Dia a dia, Jessica Bennett monitora a igualdade de tratamento com base no gênero baseando-se em números: quantos artigos são sobre mulheres no jornal? Quantas especialistas falam? Quantas leitoras veem suas cartas publicadas? Estes números melhoraram, até certo ponto, no "Times".
20% de obituários de mulheres
"Sobretudo, eu não queria ser a pessoa que desenbarcou e disse a toda redação que ela estava errada. Ou apontar na produção cotidiana do jornal o que poderia ter sido feito melhor", diz Bennett.
"Eu faço isso de qualquer maneira, às vezes, mas temos ambições mais amplas: queremos envolver mais nossas leitoras. O New York Times sabe que não vai sobreviver se não atrair e manter as jovens leitoras", explica.
Como fazer isso? Corrigindo erros do passado, analisando e refinando a cobertura de notícias diariamente. Um grande erro foi atribuído ao "Times": o jornal publicou apenas 20% dos obituários de mulheres em sua história secular. Desde o início de 2018, o jornal publica novos obituários de personalidades que não tiveram direito a uma linha, porque não eram homens ou porque não eram brancas.

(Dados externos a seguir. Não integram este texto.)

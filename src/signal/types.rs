//! Signal types

use chrono::{DateTime, Duration, Utc};
use rust_decimal::Decimal;
use rust_decimal_macros::dec;
use serde::{Deserialize, Serialize};
use uuid::Uuid;

/// Trade direction
#[derive(Debug, Clone, Copy, PartialEq, Eq, Hash, Serialize, Deserialize)]
#[serde(rename_all = "lowercase")]
pub enum Direction {
    /// Long call equivalent
    Call,
    /// Long put equivalent
    Put,
}

impl Direction {
    /// The other direction
    pub fn opposite(&self) -> Direction {
        match self {
            Direction::Call => Direction::Put,
            Direction::Put => Direction::Call,
        }
    }

    /// Stable lowercase label used in fingerprints and logs
    pub fn as_str(&self) -> &'static str {
        match self {
            Direction::Call => "call",
            Direction::Put => "put",
        }
    }
}

/// Origin of an inbound signal
#[derive(Debug, Clone, Copy, PartialEq, Eq, Hash, Serialize, Deserialize)]
#[serde(rename_all = "snake_case")]
pub enum SignalSource {
    /// TradingView alert webhook
    Tradingview,
    /// Unusual options flow scanner
    OptionsFlow,
    /// Internal momentum scanner
    Momentum,
    /// Manually submitted signal
    Manual,
}

impl SignalSource {
    /// Stable lowercase label used in fingerprints and logs
    pub fn as_str(&self) -> &'static str {
        match self {
            SignalSource::Tradingview => "tradingview",
            SignalSource::OptionsFlow => "options_flow",
            SignalSource::Momentum => "momentum",
            SignalSource::Manual => "manual",
        }
    }

    /// Reliability weight used by confluence scoring
    ///
    /// Weights reflect observed hit rates per source, not recency.
    pub fn reliability_weight(&self) -> Decimal {
        match self {
            SignalSource::Tradingview => dec!(1.0),
            SignalSource::OptionsFlow => dec!(0.9),
            SignalSource::Momentum => dec!(0.7),
            SignalSource::Manual => dec!(0.5),
        }
    }
}

/// Typed side-channel data attached to a signal by upstream producers
///
/// A small fixed set of recognized keys rather than an open map, so
/// validators depend on explicit fields.
#[derive(Debug, Clone, Default, PartialEq, Serialize, Deserialize)]
pub struct SignalMetadata {
    /// Agreement score computed by the upstream producer, 0.0 to 1.0
    pub confluence_score: Option<Decimal>,
    /// Whether directional bias agrees across chart timeframes
    pub mtf_aligned: Option<bool>,
}

/// An immutable inbound trading signal
///
/// Created by the normalizer from a raw payload and never mutated
/// afterwards; every downstream stage reads the same value.
#[derive(Debug, Clone, Serialize, Deserialize)]
pub struct Signal {
    /// Unique signal identifier
    pub id: Uuid,
    /// Origin of the signal
    pub source: SignalSource,
    /// Underlying symbol, uppercase
    pub symbol: String,
    /// Trade direction
    pub direction: Direction,
    /// Timeframe label, e.g. "15m"
    pub timeframe: String,
    /// When the producer emitted the signal
    pub timestamp: DateTime<Utc>,
    /// Typed metadata side-channel
    pub metadata: SignalMetadata,
}

impl Signal {
    /// Create a new signal
    pub fn new(
        source: SignalSource,
        symbol: impl Into<String>,
        direction: Direction,
        timeframe: impl Into<String>,
        timestamp: DateTime<Utc>,
        metadata: SignalMetadata,
    ) -> Self {
        Self {
            id: Uuid::new_v4(),
            source,
            symbol: symbol.into(),
            direction,
            timeframe: timeframe.into(),
            timestamp,
            metadata,
        }
    }

    /// Age of the signal relative to `now`
    pub fn age(&self, now: DateTime<Utc>) -> Duration {
        now - self.timestamp
    }

    /// Deduplication fingerprint
    ///
    /// A deterministic function of (source, symbol, timestamp, direction)
    /// only. Timeframe and metadata never participate.
    pub fn fingerprint(&self) -> String {
        format!(
            "{}:{}:{}:{}",
            self.source.as_str(),
            self.symbol,
            self.timestamp.to_rfc3339(),
            self.direction.as_str(),
        )
    }
}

Entre as personalidades mais recentes apresentadas neste projeto de sucesso chamado "Overlooked" (negligenciadas): a poetisa Sylvia Plath (1932-1963), a jornalista afro-americana Ida B. Wells (1862-1931), ou uma lenda de Bollywood, Madhubala (1933-1969).

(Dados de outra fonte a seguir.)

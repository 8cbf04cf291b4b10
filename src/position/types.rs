//! Position types

use crate::signal::Direction;
use chrono::{DateTime, Utc};
use rust_decimal::Decimal;
use rust_decimal_macros::dec;
use serde::{Deserialize, Serialize};
use uuid::Uuid;

/// Shares per standard option contract
pub const CONTRACT_MULTIPLIER: Decimal = dec!(100);

/// Lifecycle state of a position
#[derive(Debug, Clone, Copy, PartialEq, Eq, Serialize, Deserialize)]
#[serde(rename_all = "lowercase")]
pub enum PositionStatus {
    Open,
    Closed,
}

/// A tracked options holding
///
/// Created on an ENTER decision and mutated only by the
/// PositionManager. Closing sets the status; positions are never
/// physically removed.
#[derive(Debug, Clone, Serialize, Deserialize)]
pub struct Position {
    /// Position identifier
    pub id: Uuid,
    /// Identifier of the signal that opened the position
    pub signal_id: Uuid,
    /// Underlying symbol
    pub symbol: String,
    /// Timeframe of the originating signal, used for GEX flip checks
    pub timeframe: String,
    /// Held direction
    pub direction: Direction,
    /// Contract quantity
    pub quantity: i64,
    /// Premium paid per contract at entry
    pub entry_price: Decimal,
    /// Entry timestamp
    pub entry_time: DateTime<Utc>,
    /// Latest observed premium, when a refresh has happened
    pub current_price: Option<Decimal>,
    /// Unrealized P&L at the latest refresh
    pub unrealized_pnl: Option<Decimal>,
    /// Premium at close
    pub exit_price: Option<Decimal>,
    /// Close timestamp
    pub exit_time: Option<DateTime<Utc>>,
    /// Realized P&L once closed
    pub realized_pnl: Option<Decimal>,
    /// Lifecycle state
    pub status: PositionStatus,
}

impl Position {
    /// Whether the position is still open
    pub fn is_open(&self) -> bool {
        self.status == PositionStatus::Open
    }

    /// Total premium paid at entry
    pub fn entry_cost(&self) -> Decimal {
        self.entry_price * Decimal::from(self.quantity) * CONTRACT_MULTIPLIER
    }
}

Uma série documental baseada no projeto está em desenvolvimento, escrita e filmada por mulheres. "Pode ter havido homens mais famosos porque eles tinham mais poder", ressalta Bennett. "Sem estabelecer cotas, também podemos escolher não escrever sobre todos os mortos e traçar perfis de mulheres que não conhecíamos. Tivemos falhas e é importante reconhecê-las. Não é complicado, já que tanto mulheres quanto homens morrem".
A jornalista também continua a escrever artigos, reivindicando um ponto de vista em que "a cultura pop encontra o feminismo".
Ela cobriu com um novo olhar o concurso de beleza Miss América, ou as reivindicações de igualdade salarial das líderes de torcida do futebol americano. Para atingir um público jovem e feminino, o jornal também lançou um boletim informativo dedicado a essas questões e uma conta no Instagram, com atualmente quase 100.000 inscritos.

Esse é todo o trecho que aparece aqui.